Towards an Adaptive Robot Control Architecture

 

Robotic Urban Search and Rescue involves the location, extrication, and initial medical stabilization of victims trapped in confined spaces using mobile robots. Such rescue operations raise several issues. Part of them are studied in the AROUND project. The AROUND (Autonomous Robots for Observation of Urban Networks after Disaster) project aims at designing an automated observation system for disaster zone in developing countries like Vietnam. The idea is to deploy a large number of autonomous mobile robots able to self-organize in order to collect the information in impacted urban sites and to dynamically maintain the communication links between rescuers. Robots involved in rescue operations have to be reactive while smart enough to deal with complex situations. Hybrid agents seem to be valuable architectures for controlling such robots. A such architecture combines a fast reactive layer with a more deliberative one dealing with long term planning. However, most existing models of hybrid agents commit in early design stages to some particular software agent architecture. The resulting robots fit then only a restricted application context. They quickly become inappropriate when the execution context changes.
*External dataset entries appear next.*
use std::sync::Arc;

use anyhow::Context as _;
use chrono::Utc;
use clap::{Parser, Subcommand};
use dialoguer::Password;
use dotenvy::dotenv;
use userhub_auth::{Authenticator, KeyStore};
use userhub_cli::{DEFAULT_ROLES, gen_token, user_add, users_json};
use userhub_config::{AuthConfig, DatabaseConfig};
use userhub_core::password::DEFAULT_COST;
use userhub_db::{PgUserRepository, init_db_pool, run_migrations};

#[derive(Parser)]
#[command(name = "userhub-admin")]
#[command(about = "userhub admin - Administrative tools for the userhub API", long_about = None)]
struct Cli {
    #[command(subcommand)]
    command: Commands,
}

#[derive(Subcommand)]
enum Commands {
    /// Create or update the database schema
    Migrate,
    /// Add a new user
    Useradd {
        /// Display name
        name: String,

        /// Email address
        email: String,

        /// Password (will be prompted securely if not provided)
        #[arg(short = 'p', long)]
        password: Option<String>,

        /// Roles to grant
        #[arg(short = 'r', long, value_delimiter = ',', default_values_t = DEFAULT_ROLES.map(String::from))]
        roles: Vec<String>,
    },
    /// List every user as JSON
    Users,
    /// Generate a token for a user
    Gentoken {
        /// Id of the user the token is for
        user_id: String,

        /// Roles to put in the token instead of the stored ones
        #[arg(short = 'r', long, value_delimiter = ',')]
        roles: Option<Vec<String>>,
    },
}

#[tokio::main]
async fn main() -> anyhow::Result<()> {
    dotenv().ok();

    let cli = Cli::parse();

    let db_config = DatabaseConfig::from_env().context("loading database config")?;
    let pool = init_db_pool(&db_config)
        .await
        .context("connecting to database")?;
    let repo = PgUserRepository::new(pool.clone());

    match cli.command {
        Commands::Migrate => {
            run_migrations(&pool).await.context("running migrations")?;
            println!("migrations complete");
        }
        Commands::Useradd {
            name,
            email,
            password,
            roles,
        } => {
            let password = match password {
                Some(password) => password,
                None => Password::new()
                    .with_prompt("Password")
                    .with_confirmation("Confirm password", "Passwords don't match")
                    .interact()
                    .context("reading password")?,
            };

            let user = user_add(&repo, name, email, password, roles, DEFAULT_COST, Utc::now()).await?;
            println!("user id: {}", user.id);
        }
        Commands::Users => {
            println!("{}", users_json(&repo).await?);
        }
        Commands::Gentoken { user_id, roles } => {
            let auth_config = AuthConfig::from_env().context("loading auth config")?;
            let keys = KeyStore::from_dir(&auth_config.keys_folder).with_context(|| {
                format!("loading keys from {}", auth_config.keys_folder.display())
            })?;
            let auth = Authenticator::new(Arc::new(keys), &auth_config)
                .context("constructing authenticator")?;

            let token = gen_token(
                &repo,
                &auth,
                &user_id,
                roles,
                userhub_auth::jwt::now_unix(),
            )
            .await?;
            println!("{}", token);
        }
    }

    Ok(())
}
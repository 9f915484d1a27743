//! User domain models and DTOs.
//!
//! - [`User`]: The entity handled by the business layer
//! - [`UserRow`]: The `users` table row, mapped with `sqlx::FromRow`
//! - [`UserView`]: The wire shape returned to clients (no password hash)
//! - [`NewUser`] / [`UpdateUser`]: Request payloads, validated with `validator`

use std::borrow::Cow;

use chrono::{DateTime, Utc};
use serde::{Deserialize, Serialize};
use sqlx::FromRow;
use userhub_auth::roles;
use uuid::Uuid;
use validator::{Validate, ValidateEmail, ValidationError, ValidationErrors};

/// Roles a user may be granted.
pub const KNOWN_ROLES: [&str; 2] = [roles::ADMIN, roles::USER];

#[derive(Debug, Clone, PartialEq, Eq)]
pub struct User {
    pub id: Uuid,
    pub name: String,
    pub email: String,
    pub roles: Vec<String>,
    pub password_hash: String,
    pub date_created: DateTime<Utc>,
    pub date_updated: DateTime<Utc>,
}

impl User {
    /// Builds a user from a validated payload and an already computed hash.
    pub fn create(new: NewUser, password_hash: String, id: Uuid, now: DateTime<Utc>) -> Self {
        Self {
            id,
            name: new.name,
            email: new.email,
            roles: new.roles,
            password_hash,
            date_created: now,
            date_updated: now,
        }
    }

    /// Applies the present fields of `update`. `password_hash` replaces the
    /// stored hash when the update carried a new password.
    pub fn apply(&mut self, update: UpdateUser, password_hash: Option<String>, now: DateTime<Utc>) {
        if let Some(name) = update.name {
            self.name = name;
        }
        if let Some(email) = update.email {
            self.email = email;
        }
        if let Some(roles) = update.roles {
            self.roles = roles;
        }
        if let Some(hash) = password_hash {
            self.password_hash = hash;
        }
        self.date_updated = now;
    }
}

/// A row of the `users` table.
#[derive(Debug, Clone, PartialEq, Eq, FromRow)]
pub struct UserRow {
    pub user_id: Uuid,
    pub name: String,
    pub email: String,
    pub roles: Vec<String>,
    pub password_hash: String,
    pub date_created: DateTime<Utc>,
    pub date_updated: DateTime<Utc>,
}

impl From<User> for UserRow {
    fn from(user: User) -> Self {
        Self {
            user_id: user.id,
            name: user.name,
            email: user.email,
            roles: user.roles,
            password_hash: user.password_hash,
            date_created: user.date_created,
            date_updated: user.date_updated,
        }
    }
}

impl From<UserRow> for User {
    fn from(row: UserRow) -> Self {
        Self {
            id: row.user_id,
            name: row.name,
            email: row.email,
            roles: row.roles,
            password_hash: row.password_hash,
            date_created: row.date_created,
            date_updated: row.date_updated,
        }
    }
}

/// User as returned to clients.
#[derive(Debug, Clone, PartialEq, Eq, Serialize, Deserialize)]
pub struct UserView {
    pub id: Uuid,
    pub name: String,
    pub email: String,
    pub roles: Vec<String>,
    pub date_created: DateTime<Utc>,
    pub date_updated: DateTime<Utc>,
}

impl From<&User> for UserView {
    fn from(user: &User) -> Self {
        Self {
            id: user.id,
            name: user.name.clone(),
            email: user.email.clone(),
            roles: user.roles.clone(),
            date_created: user.date_created,
            date_updated: user.date_updated,
        }
    }
}

/// Payload for creating a user.
///
/// Missing fields decode to empty values so validation can name every absent
/// field at once instead of failing on the first one.
#[derive(Debug, Clone, Default, PartialEq, Eq, Serialize, Deserialize, Validate)]
#[serde(default, deny_unknown_fields)]
pub struct NewUser {
    #[validate(length(min = 1, message = "name is a required field"))]
    pub name: String,
    #[validate(
        length(min = 1, message = "email is a required field"),
        email(message = "email must be a valid email address")
    )]
    pub email: String,
    #[validate(
        length(min = 1, message = "roles is a required field"),
        custom(function = "validate_roles")
    )]
    pub roles: Vec<String>,
    #[validate(length(min = 1, message = "password is a required field"))]
    pub password: String,
    #[validate(must_match(other = "password", message = "password_confirm must be equal to password"))]
    pub password_confirm: String,
}

/// Payload for a partial update. `None` leaves the stored value untouched.
///
/// Only present fields are validated.
#[derive(Debug, Clone, Default, PartialEq, Eq, Serialize, Deserialize)]
#[serde(deny_unknown_fields)]
pub struct UpdateUser {
    #[serde(default, skip_serializing_if = "Option::is_none")]
    pub name: Option<String>,
    #[serde(default, skip_serializing_if = "Option::is_none")]
    pub email: Option<String>,
    #[serde(default, skip_serializing_if = "Option::is_none")]
    pub roles: Option<Vec<String>>,
    #[serde(default, skip_serializing_if = "Option::is_none")]
    pub password: Option<String>,
    #[serde(default, skip_serializing_if = "Option::is_none")]
    pub password_confirm: Option<String>,
}

impl Validate for UpdateUser {
    fn validate(&self) -> Result<(), ValidationErrors> {
        let mut errors = ValidationErrors::new();

        if self.name.as_ref().is_some_and(|name| name.is_empty()) {
            errors.add("name", invalid("length", "name must not be empty"));
        }
        if self.email.as_ref().is_some_and(|email| !email.validate_email()) {
            errors.add("email", invalid("email", "email must be a valid email address"));
        }
        if let Some(roles) = &self.roles {
            if roles.is_empty() {
                errors.add("roles", invalid("length", "roles must not be empty"));
            } else if let Err(err) = validate_roles(roles) {
                errors.add("roles", err);
            }
        }
        if self.password.as_ref().is_some_and(|password| password.is_empty()) {
            errors.add("password", invalid("length", "password must not be empty"));
        }
        if self.password_confirm != self.password {
            errors.add(
                "password_confirm",
                invalid("must_match", "password_confirm must be equal to password"),
            );
        }

        if errors.errors().is_empty() {
            Ok(())
        } else {
            Err(errors)
        }
    }
}

fn invalid(code: &'static str, message: &'static str) -> ValidationError {
    ValidationError::new(code).with_message(Cow::Borrowed(message))
}

#[allow(clippy::ptr_arg)]
fn validate_roles(roles: &Vec<String>) -> Result<(), ValidationError> {
    match roles.iter().find(|r| !KNOWN_ROLES.contains(&r.as_str())) {
        Some(unknown) => Err(ValidationError::new("role")
            .with_message(Cow::Owned(format!("roles contains unknown role {:?}", unknown)))),
        None => Ok(()),
    }
}
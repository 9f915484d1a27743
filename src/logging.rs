use tracing_appender::non_blocking::WorkerGuard;
use tracing_appender::rolling::{RollingFileAppender, Rotation};
use tracing_subscriber::{EnvFilter, Layer, fmt, layer::SubscriberExt, util::SubscriberInitExt};

pub const DEFAULT_FILTER: &str = "userhub=debug,tower_http=debug";

/// The filter used when `RUST_LOG` is unset.
pub fn default_filter() -> EnvFilter {
    EnvFilter::try_from_default_env().unwrap_or_else(|_| EnvFilter::new(DEFAULT_FILTER))
}

/// Installs the global subscriber: a console layer, plus a daily rolling JSON
/// file under `LOG_DIR` when that variable is set.
///
/// Keep the returned guard alive until exit or buffered file lines are lost.
pub fn init_tracing() -> Option<WorkerGuard> {
    let console_layer = fmt::layer()
        .with_target(false)
        .with_file(true)
        .with_line_number(true)
        .compact()
        .with_filter(default_filter());

    let Ok(log_dir) = std::env::var("LOG_DIR") else {
        tracing_subscriber::registry().with(console_layer).init();
        return None;
    };

    let appender = RollingFileAppender::new(Rotation::DAILY, &log_dir, "userhub.json");
    let (writer, guard) = tracing_appender::non_blocking(appender);

    let json_layer = fmt::layer()
        .json()
        .with_writer(writer)
        .with_current_span(true)
        .with_span_list(true)
        .with_filter(default_filter());

    tracing_subscriber::registry()
        .with(console_layer)
        .with(json_layer)
        .init();

    tracing::info!(log_dir = %log_dir, "json file logging enabled");
    Some(guard)
}
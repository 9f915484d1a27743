//! Database connection configuration.
//!
//! - `DATABASE_URL`: PostgreSQL connection string (required)
//! - `DB_MAX_OPEN_CONNS`: Pool size ceiling (default: 10)
//! - `DB_MAX_IDLE_CONNS`: Connections kept open while idle (default: 2)

use crate::{ConfigError, env_lookup, parse_or};

#[derive(Clone, Debug, PartialEq, Eq)]
pub struct DatabaseConfig {
    pub url: String,
    pub max_open_conns: u32,
    pub max_idle_conns: u32,
}

impl DatabaseConfig {
    pub fn from_env() -> Result<Self, ConfigError> {
        Self::from_lookup(env_lookup)
    }

    pub fn from_lookup<F>(lookup: F) -> Result<Self, ConfigError>
    where
        F: Fn(&str) -> Option<String>,
    {
        let url = lookup("DATABASE_URL").ok_or(ConfigError::Missing("DATABASE_URL"))?;
        let max_open_conns = parse_or(&lookup, "DB_MAX_OPEN_CONNS", 10)?;
        let max_idle_conns = parse_or(&lookup, "DB_MAX_IDLE_CONNS", 2)?;

        Ok(Self {
            url,
            max_open_conns,
            // More idle than open connections is meaningless for the pool.
            max_idle_conns: max_idle_conns.min(max_open_conns),
        })
    }
}
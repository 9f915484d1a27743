//! Error taxonomy for the userhub API.
//!
//! Every failure that leaves a handler is one of four kinds:
//!
//! | Kind | Status | Body |
//! |------|--------|------|
//! | [`AppError::Validation`] | 400 | `{"error": "data validation error", "fields": [...]}` |
//! | [`AppError::Request`] | the carried status | `{"error": "<message>"}` |
//! | [`AppError::Shutdown`] | 500 | `{"error": "Internal Server Error"}` |
//! | [`AppError::Unclassified`] | 500 | `{"error": "Internal Server Error"}` |
//!
//! Lower layers are free to wrap errors with `anyhow` context. [`AppError::cause`]
//! digs through those layers and the `source()` chain to find the innermost
//! classified error before the response is built.

use std::fmt;

use axum::{
    Json,
    http::StatusCode,
    response::{IntoResponse, Response},
};
use serde::{Deserialize, Serialize};
use validator::ValidationErrors;

/// Message used for every 500 response body.
pub const INTERNAL_SERVER_ERROR: &str = "Internal Server Error";

/// Message used for the body of a validation failure.
pub const DATA_VALIDATION_ERROR: &str = "data validation error";

/// A failure the caller can act on, carrying the HTTP status to respond with.
#[derive(Debug, Clone, PartialEq, Eq, thiserror::Error)]
#[error("{message}")]
pub struct RequestError {
    pub status: StatusCode,
    pub message: String,
}

impl RequestError {
    pub fn new(status: StatusCode, message: impl Into<String>) -> Self {
        Self {
            status,
            message: message.into(),
        }
    }
}

/// A single invalid field in a request payload.
#[derive(Debug, Clone, PartialEq, Eq, Serialize, Deserialize)]
pub struct FieldError {
    pub field: String,
    pub error: String,
}

/// The set of invalid fields found while decoding a request payload.
#[derive(Debug, Clone, Default, PartialEq, Eq, Serialize, Deserialize)]
#[serde(transparent)]
pub struct FieldErrors(Vec<FieldError>);

impl FieldErrors {
    pub fn new() -> Self {
        Self::default()
    }

    pub fn single(field: impl Into<String>, error: impl Into<String>) -> Self {
        let mut errors = Self::new();
        errors.push(field, error);
        errors
    }

    pub fn push(&mut self, field: impl Into<String>, error: impl Into<String>) {
        self.0.push(FieldError {
            field: field.into(),
            error: error.into(),
        });
    }

    pub fn is_empty(&self) -> bool {
        self.0.is_empty()
    }

    pub fn len(&self) -> usize {
        self.0.len()
    }

    pub fn iter(&self) -> impl Iterator<Item = &FieldError> {
        self.0.iter()
    }

    /// Returns true if any entry names `field`.
    pub fn contains(&self, field: &str) -> bool {
        self.0.iter().any(|e| e.field == field)
    }
}

impl fmt::Display for FieldErrors {
    fn fmt(&self, f: &mut fmt::Formatter<'_>) -> fmt::Result {
        let joined = self
            .0
            .iter()
            .map(|e| format!("{}: {}", e.field, e.error))
            .collect::<Vec<_>>()
            .join(", ");
        f.write_str(&joined)
    }
}

impl std::error::Error for FieldErrors {}

impl From<ValidationErrors> for FieldErrors {
    fn from(errors: ValidationErrors) -> Self {
        let mut fields: Vec<FieldError> = errors
            .field_errors()
            .iter()
            .flat_map(|(field, errors)| {
                errors.iter().map(move |error| FieldError {
                    field: field.to_string(),
                    error: error
                        .message
                        .as_ref()
                        .map(|msg| msg.to_string())
                        .unwrap_or_else(|| format!("{} is invalid", field)),
                })
            })
            .collect();

        // HashMap iteration order is unstable; keep responses deterministic.
        fields.sort_by(|a, b| a.field.cmp(&b.field).then_with(|| a.error.cmp(&b.error)));
        Self(fields)
    }
}

/// An integrity failure after which the service should stop taking traffic.
#[derive(Debug, Clone, PartialEq, Eq, thiserror::Error)]
#[error("{message}")]
pub struct ShutdownError {
    pub message: String,
}

impl ShutdownError {
    pub fn new(message: impl Into<String>) -> Self {
        Self {
            message: message.into(),
        }
    }
}

/// Failures raised by the user store and its repositories.
#[derive(Debug, thiserror::Error)]
pub enum StoreError {
    #[error("authentication failed")]
    AuthenticationFailure,
    #[error("attempted action is not allowed")]
    Forbidden,
    #[error("not found")]
    NotFound,
    #[error("ID is not in its proper form")]
    InvalidId,
    #[error("request deadline exceeded")]
    DeadlineExceeded,
    #[error("password hashing failed")]
    Hashing(#[source] anyhow::Error),
    #[error("database failure")]
    Database(#[source] anyhow::Error),
}

impl StoreError {
    /// The request-level error this failure maps to, or `None` when it is an
    /// internal failure the caller must not see.
    pub fn to_request_error(&self) -> Option<RequestError> {
        let status = match self {
            StoreError::AuthenticationFailure => StatusCode::UNAUTHORIZED,
            StoreError::Forbidden => StatusCode::FORBIDDEN,
            StoreError::NotFound => StatusCode::NOT_FOUND,
            StoreError::InvalidId => StatusCode::BAD_REQUEST,
            StoreError::DeadlineExceeded => StatusCode::SERVICE_UNAVAILABLE,
            StoreError::Hashing(_) | StoreError::Database(_) => return None,
        };
        Some(RequestError::new(status, self.to_string()))
    }
}

/// JSON body written for every error response.
#[derive(Debug, Clone, PartialEq, Eq, Serialize, Deserialize)]
pub struct ErrorResponse {
    pub error: String,
    #[serde(default, skip_serializing_if = "Option::is_none")]
    pub fields: Option<FieldErrors>,
}

#[derive(Debug)]
pub enum AppError {
    Validation(FieldErrors),
    Request(RequestError),
    Shutdown(ShutdownError),
    Unclassified(anyhow::Error),
}

impl AppError {
    pub fn request(status: StatusCode, message: impl Into<String>) -> Self {
        AppError::Request(RequestError::new(status, message))
    }

    pub fn bad_request(message: impl Into<String>) -> Self {
        Self::request(StatusCode::BAD_REQUEST, message)
    }

    pub fn unauthorized(message: impl Into<String>) -> Self {
        Self::request(StatusCode::UNAUTHORIZED, message)
    }

    pub fn forbidden(message: impl Into<String>) -> Self {
        Self::request(StatusCode::FORBIDDEN, message)
    }

    pub fn not_found(message: impl Into<String>) -> Self {
        Self::request(StatusCode::NOT_FOUND, message)
    }

    pub fn shutdown(message: impl Into<String>) -> Self {
        AppError::Shutdown(ShutdownError::new(message))
    }

    pub fn internal<E>(err: E) -> Self
    where
        E: Into<anyhow::Error>,
    {
        AppError::Unclassified(err.into())
    }

    pub fn status(&self) -> StatusCode {
        match self {
            AppError::Validation(_) => StatusCode::BAD_REQUEST,
            AppError::Request(e) => e.status,
            AppError::Shutdown(_) | AppError::Unclassified(_) => StatusCode::INTERNAL_SERVER_ERROR,
        }
    }

    pub fn is_shutdown(&self) -> bool {
        matches!(self, AppError::Shutdown(_))
    }

    /// Resolves an unclassified error to the innermost classified error it
    /// wraps. Already classified errors are returned unchanged.
    pub fn cause(self) -> AppError {
        match self {
            AppError::Unclassified(err) => classify(err),
            other => other,
        }
    }

    /// The body sent to the client. Internal details never leave the process.
    pub fn body(&self) -> ErrorResponse {
        match self {
            AppError::Validation(fields) => ErrorResponse {
                error: DATA_VALIDATION_ERROR.to_string(),
                fields: Some(fields.clone()),
            },
            AppError::Request(e) => ErrorResponse {
                error: e.message.clone(),
                fields: None,
            },
            AppError::Shutdown(_) | AppError::Unclassified(_) => ErrorResponse {
                error: INTERNAL_SERVER_ERROR.to_string(),
                fields: None,
            },
        }
    }
}

fn classify(err: anyhow::Error) -> AppError {
    for source in err.chain() {
        if let Some(e) = source.downcast_ref::<RequestError>() {
            return AppError::Request(e.clone());
        }
        if let Some(e) = source.downcast_ref::<FieldErrors>() {
            return AppError::Validation(e.clone());
        }
        if let Some(e) = source.downcast_ref::<ShutdownError>() {
            return AppError::Shutdown(e.clone());
        }
        if let Some(e) = source.downcast_ref::<StoreError>() {
            if let Some(request) = e.to_request_error() {
                return AppError::Request(request);
            }
        }
    }
    AppError::Unclassified(err)
}

impl fmt::Display for AppError {
    fn fmt(&self, f: &mut fmt::Formatter<'_>) -> fmt::Result {
        match self {
            AppError::Validation(fields) => write!(f, "{}: {}", DATA_VALIDATION_ERROR, fields),
            AppError::Request(e) => write!(f, "{}", e),
            AppError::Shutdown(e) => write!(f, "shutdown: {}", e),
            AppError::Unclassified(e) => write!(f, "{:#}", e),
        }
    }
}

impl IntoResponse for AppError {
    fn into_response(self) -> Response {
        (self.status(), Json(self.body())).into_response()
    }
}

impl From<anyhow::Error> for AppError {
    fn from(err: anyhow::Error) -> Self {
        AppError::Unclassified(err)
    }
}

impl From<RequestError> for AppError {
    fn from(err: RequestError) -> Self {
        AppError::Request(err)
    }
}

impl From<FieldErrors> for AppError {
    fn from(err: FieldErrors) -> Self {
        AppError::Validation(err)
    }
}

impl From<ShutdownError> for AppError {
    fn from(err: ShutdownError) -> Self {
        AppError::Shutdown(err)
    }
}

impl From<ValidationErrors> for AppError {
    fn from(err: ValidationErrors) -> Self {
        AppError::Validation(err.into())
    }
}

impl From<StoreError> for AppError {
    fn from(err: StoreError) -> Self {
        match err.to_request_error() {
            Some(request) => AppError::Request(request),
            None => AppError::Unclassified(err.into()),
        }
    }
}

#[cfg(test)]
mod tests {
    use super::*;
    use anyhow::Context;

    #[test]
    fn store_errors_map_to_statuses() {
        let cases = [
            (StoreError::AuthenticationFailure, StatusCode::UNAUTHORIZED),
            (StoreError::Forbidden, StatusCode::FORBIDDEN),
            (StoreError::NotFound, StatusCode::NOT_FOUND),
            (StoreError::InvalidId, StatusCode::BAD_REQUEST),
            (StoreError::DeadlineExceeded, StatusCode::SERVICE_UNAVAILABLE),
        ];
        for (err, status) in cases {
            assert_eq!(AppError::from(err).status(), status);
        }
    }

    #[test]
    fn database_failure_is_unclassified() {
        let err = AppError::from(StoreError::Database(anyhow::anyhow!("connection reset")));
        assert!(matches!(err, AppError::Unclassified(_)));
        assert_eq!(err.status(), StatusCode::INTERNAL_SERVER_ERROR);
        assert_eq!(err.body().error, INTERNAL_SERVER_ERROR);
    }

    #[test]
    fn cause_finds_request_error_under_context() {
        let inner = anyhow::Error::new(RequestError::new(StatusCode::NOT_FOUND, "user missing"));
        let wrapped = inner.context("querying user").context("handling request");

        match AppError::Unclassified(wrapped).cause() {
            AppError::Request(e) => {
                assert_eq!(e.status, StatusCode::NOT_FOUND);
                assert_eq!(e.message, "user missing");
            }
            other => panic!("expected request error, got {:?}", other),
        }
    }

    #[test]
    fn cause_finds_store_error_in_source_chain() {
        let result: Result<(), StoreError> = Err(StoreError::Forbidden);
        let err = result.context("deleting user").unwrap_err();

        assert_eq!(
            AppError::Unclassified(err).cause().status(),
            StatusCode::FORBIDDEN
        );
    }

    #[test]
    fn cause_finds_field_and_shutdown_errors() {
        let fields = anyhow::Error::new(FieldErrors::single("name", "name is a required field"));
        assert!(matches!(
            AppError::Unclassified(fields).cause(),
            AppError::Validation(_)
        ));

        let shutdown = anyhow::Error::new(ShutdownError::new("integrity")).context("outer");
        assert!(AppError::Unclassified(shutdown).cause().is_shutdown());
    }

    #[test]
    fn cause_leaves_plain_errors_unclassified() {
        let err = anyhow::anyhow!("disk on fire").context("writing");
        assert!(matches!(
            AppError::Unclassified(err).cause(),
            AppError::Unclassified(_)
        ));
    }

    #[test]
    fn cause_keeps_classified_errors() {
        let err = AppError::forbidden("nope").cause();
        assert_eq!(err.status(), StatusCode::FORBIDDEN);
    }

    #[test]
    fn validation_body_lists_fields() {
        let mut fields = FieldErrors::new();
        fields.push("email", "email must be a valid email address");
        let body = serde_json::to_value(AppError::Validation(fields).body()).unwrap();

        assert_eq!(body["error"], DATA_VALIDATION_ERROR);
        assert_eq!(body["fields"][0]["field"], "email");
        assert_eq!(
            body["fields"][0]["error"],
            "email must be a valid email address"
        );
    }

    #[test]
    fn request_body_omits_fields() {
        let body = serde_json::to_value(AppError::unauthorized("who are you").body()).unwrap();
        assert_eq!(body, serde_json::json!({ "error": "who are you" }));
    }

    #[test]
    fn shutdown_body_is_generic() {
        let err = AppError::shutdown("web value missing from context");
        assert_eq!(err.status(), StatusCode::INTERNAL_SERVER_ERROR);
        assert_eq!(err.body().error, INTERNAL_SERVER_ERROR);
    }

    #[test]
    fn validation_errors_convert_sorted() {
        use validator::Validate;

        #[derive(Validate)]
        struct Payload {
            #[validate(length(min = 1, message = "name is a required field"))]
            name: String,
            #[validate(email(message = "email must be a valid email address"))]
            email: String,
        }

        let errors = Payload {
            name: String::new(),
            email: "nope".into(),
        }
        .validate()
        .unwrap_err();

        let fields = FieldErrors::from(errors);
        let names: Vec<_> = fields.iter().map(|f| f.field.as_str()).collect();
        assert_eq!(names, vec!["email", "name"]);
    }
}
One possible change in the execution context is the use of robots with different capabilities and resources. The same missions can be performed differently (reactively or in a more deliberative way) according to robots resources. Therefore, it is interesting to be able at deployment-time to tune agents "hybridation", i.e. switch some tasks from the reactive layer to the deliberative one or vice versa. That is adapting the agent architecture statically between two rescue operations. Robot's control architecture should not only bear static adaptation, but it should also allow dynamic adaptation. Robots controlled using such architecture has to react to the evolution of their environment (evolution of resources, robot failures, ...) in order to be as efficient as possible. In this paper we present our on-going work on adaptive hybrid agent architectures. Our approach relies on software components. Components are software entities with explicit dependencies. This property eases adaptation through components replacement and re-assembling.